Your assignment - Reproduce the entries that follow, exactly and in full.
────────
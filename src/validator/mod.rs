//! Static validation of the subject program
//!
//! Five heuristic phases run in a fixed order over the raw and cleaned text:
//!
//! 1. [`structural`]: a type declaration exists, brackets balance, `main`
//!    has the canonical signature
//! 2. [`syntax`]: likely missing semicolons, method headers without a body
//! 3. [`semantic`]: unreachable code, naming conventions, unused imports
//! 4. [`types`]: literal/declared-type compatibility, `length()` misuse
//! 5. [`advanced`]: interfaces, abstract instantiation, generics, lambdas
//!
//! Every phase runs even when an earlier one reported errors. Execution is
//! allowed only when the error list is empty; warnings never block.

mod advanced;
mod semantic;
mod structural;
mod syntax;
mod types;

use crate::parser::preprocess::SourceUnit;
use std::fmt;

/// A single error or warning, tagged with its 1-based line when known
#[derive(Debug, Clone, PartialEq, Eq)]
pub struct Diagnostic {
    pub line: Option<usize>,
    pub message: String,
}

impl fmt::Display for Diagnostic {
    fn fmt(&self, f: &mut fmt::Formatter<'_>) -> fmt::Result {
        match self.line {
            Some(line) => write!(f, "Line {}: {}", line, self.message),
            None => write!(f, "{}", self.message),
        }
    }
}

/// Ordered errors and warnings accumulated across all phases
#[derive(Debug, Clone, Default, PartialEq, Eq)]
pub struct Diagnostics {
    pub errors: Vec<Diagnostic>,
    pub warnings: Vec<Diagnostic>,
}

impl Diagnostics {
    pub fn new() -> Self {
        Self::default()
    }

    pub fn error(&mut self, line: Option<usize>, message: impl Into<String>) {
        self.errors.push(Diagnostic {
            line,
            message: message.into(),
        });
    }

    pub fn warning(&mut self, line: Option<usize>, message: impl Into<String>) {
        self.warnings.push(Diagnostic {
            line,
            message: message.into(),
        });
    }

    pub fn has_errors(&self) -> bool {
        !self.errors.is_empty()
    }

    /// Lines that carry at least one error
    pub fn error_lines(&self) -> Vec<usize> {
        self.errors.iter().filter_map(|d| d.line).collect()
    }

    /// Lines that carry at least one warning
    pub fn warning_lines(&self) -> Vec<usize> {
        self.warnings.iter().filter_map(|d| d.line).collect()
    }
}

/// Run every validation phase over `unit`
#[tracing::instrument(level = "trace", skip_all)]
pub fn validate(unit: &SourceUnit) -> Diagnostics {
    let mut diags = Diagnostics::new();

    structural::check_structure(unit, &mut diags);
    syntax::check_syntax(unit, &mut diags);
    semantic::check_semantics(unit, &mut diags);
    types::check_types(unit, &mut diags);
    advanced::check_advanced_features(unit, &mut diags);

    tracing::debug!(
        errors = diags.errors.len(),
        warnings = diags.warnings.len(),
        "validation finished"
    );
    diags
}

/// Iterate `(line_number, line)` over `text`, 1-based
fn numbered_lines(text: &str) -> impl Iterator<Item = (usize, &str)> {
    text.lines().enumerate().map(|(i, l)| (i + 1, l))
}

/// Remove leading declaration modifiers from a statement
fn strip_modifiers(mut text: &str) -> (&str, bool) {
    const MODS: &[&str] = &[
        "public",
        "private",
        "protected",
        "static",
        "final",
        "transient",
        "volatile",
    ];
    let mut is_final = false;
    loop {
        text = text.trim_start();
        let Some(word) = MODS.iter().find(|m| {
            text.strip_prefix(**m)
                .is_some_and(|rest| rest.starts_with(char::is_whitespace))
        }) else {
            return (text, is_final);
        };
        is_final |= *word == "final";
        text = &text[word.len()..];
    }
}

#[cfg(test)]
mod tests {
    use super::*;

    #[test]
    fn test_diagnostic_display() {
        let d = Diagnostic {
            line: Some(4),
            message: "Missing semicolon".to_string(),
        };
        assert_eq!(d.to_string(), "Line 4: Missing semicolon");
        let d = Diagnostic {
            line: None,
            message: "oops".to_string(),
        };
        assert_eq!(d.to_string(), "oops");
    }

    #[test]
    fn test_strip_modifiers() {
        assert_eq!(
            strip_modifiers("private static final int MAX = 1"),
            ("int MAX = 1", true)
        );
        assert_eq!(strip_modifiers("publicity x"), ("publicity x", false));
    }

    #[test]
    fn test_clean_program_has_no_diagnostics() {
        let unit = SourceUnit::new(
            r#"
public class Main {
    public static void main(String[] args) {
        int x = 5;
        System.out.println("Value: " + x);
    }
}
"#,
        );
        let diags = validate(&unit);
        assert!(diags.errors.is_empty(), "{:?}", diags.errors);
        assert!(diags.warnings.is_empty(), "{:?}", diags.warnings);
    }
}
────────
Exercise output -
filename src/validator/mod.rs
//! Static validation of the subject program
//!
//! Five heuristic phases run in a fixed order over the raw and cleaned text:
//!
//! 1. [`structural`]: a type declaration exists, brackets balance, `main`
//!    has the canonical signature
//! 2. [`syntax`]: likely missing semicolons, method headers without a body
//! 3. [`semantic`]: unreachable code, naming conventions, unused imports
//! 4. [`types`]: literal/declared-type compatibility, `length()` misuse
//! 5. [`advanced`]: interfaces, abstract instantiation, generics, lambdas
//!
//! Every phase runs even when an earlier one reported errors. Execution is
//! allowed only when the error list is empty; warnings never block.

mod advanced;
mod semantic;
mod structural;
mod syntax;
mod types;

use crate::parser::preprocess::SourceUnit;
use std::fmt;

/// A single error or warning, tagged with its 1-based line when known
#[derive(Debug, Clone, PartialEq, Eq)]
pub struct Diagnostic {
    pub line: Option<usize>,
    pub message: String,
}

impl fmt::Display for Diagnostic {
    fn fmt(&self, f: &mut fmt::Formatter<'_>) -> fmt::Result {
        match self.line {
            Some(line) => write!(f, "Line {}: {}", line, self.message),
            None => write!(f, "{}", self.message),
        }
    }
}

/// Ordered errors and warnings accumulated across all phases
#[derive(Debug, Clone, Default, PartialEq, Eq)]
pub struct Diagnostics {
    pub errors: Vec<Diagnostic>,
    pub warnings: Vec<Diagnostic>,
}

impl Diagnostics {
    pub fn new() -> Self {
        Self::default()
    }

    pub fn error(&mut self, line: Option<usize>, message: impl Into<String>) {
        self.errors.push(Diagnostic {
            line,
            message: message.into(),
        });
    }

    pub fn warning(&mut self, line: Option<usize>, message: impl Into<String>) {
        self.warnings.push(Diagnostic {
            line,
            message: message.into(),
        });
    }

    pub fn has_errors(&self) -> bool {
        !self.errors.is_empty()
    }

    /// Lines that carry at least one error
    pub fn error_lines(&self) -> Vec<usize> {
        self.errors.iter().filter_map(|d| d.line).collect()
    }

    /// Lines that carry at least one warning
    pub fn warning_lines(&self) -> Vec<usize> {
        self.warnings.iter().filter_map(|d| d.line).collect()
    }
}

/// Run every validation phase over `unit`
#[tracing::instrument(level = "trace", skip_all)]
pub fn validate(unit: &SourceUnit) -> Diagnostics {
    let mut diags = Diagnostics::new();

    structural::check_structure(unit, &mut diags);
    syntax::check_syntax(unit, &mut diags);
    semantic::check_semantics(unit, &mut diags);
    types::check_types(unit, &mut diags);
    advanced::check_advanced_features(unit, &mut diags);

    tracing::debug!(
        errors = diags.errors.len(),
        warnings = diags.warnings.len(),
        "validation finished"
    );
    diags
}

/// Iterate `(line_number, line)` over `text`, 1-based
fn numbered_lines(text: &str) -> impl Iterator<Item = (usize, &str)> {
    text.lines().enumerate().map(|(i, l)| (i + 1, l))
}

/// Remove leading declaration modifiers from a statement
fn strip_modifiers(mut text: &str) -> (&str, bool) {
    const MODS: &[&str] = &[
        "public",
        "private",
        "protected",
        "static",
        "final",
        "transient",
        "volatile",
    ];
    let mut is_final = false;
    loop {
        text = text.trim_start();
        let Some(word) = MODS.iter().find(|m| {
            text.strip_prefix(**m)
                .is_some_and(|rest| rest.starts_with(char::is_whitespace))
        }) else {
            return (text, is_final);
        };
        is_final |= *word == "final";
        text = &text[word.len()..];
    }
}

#[cfg(test)]
mod tests {
    use super::*;

    #[test]
    fn test_diagnostic_display() {
        let d = Diagnostic {
            line: Some(4),
            message: "Missing semicolon".to_string(),
        };
        assert_eq!(d.to_string(), "Line 4: Missing semicolon");
        let d = Diagnostic {
            line: None,
            message: "oops".to_string(),
        };
        assert_eq!(d.to_string(), "oops");
    }

    #[test]
    fn test_strip_modifiers() {
        assert_eq!(
            strip_modifiers("private static final int MAX = 1"),
            ("int MAX = 1", true)
        );
        assert_eq!(strip_modifiers("publicity x"), ("publicity x", false));
    }

    #[test]
    fn test_clean_program_has_no_diagnostics() {
        let unit = SourceUnit::new(
            r#"
public class Main {
    public static void main(String[] args) {
        int x = 5;
        System.out.println("Value: " + x);
    }
}
"#,
        );
        let diags = validate(&unit);
        assert!(diags.errors.is_empty(), "{:?}", diags.errors);
        assert!(diags.warnings.is_empty(), "{:?}", diags.warnings);
    }
}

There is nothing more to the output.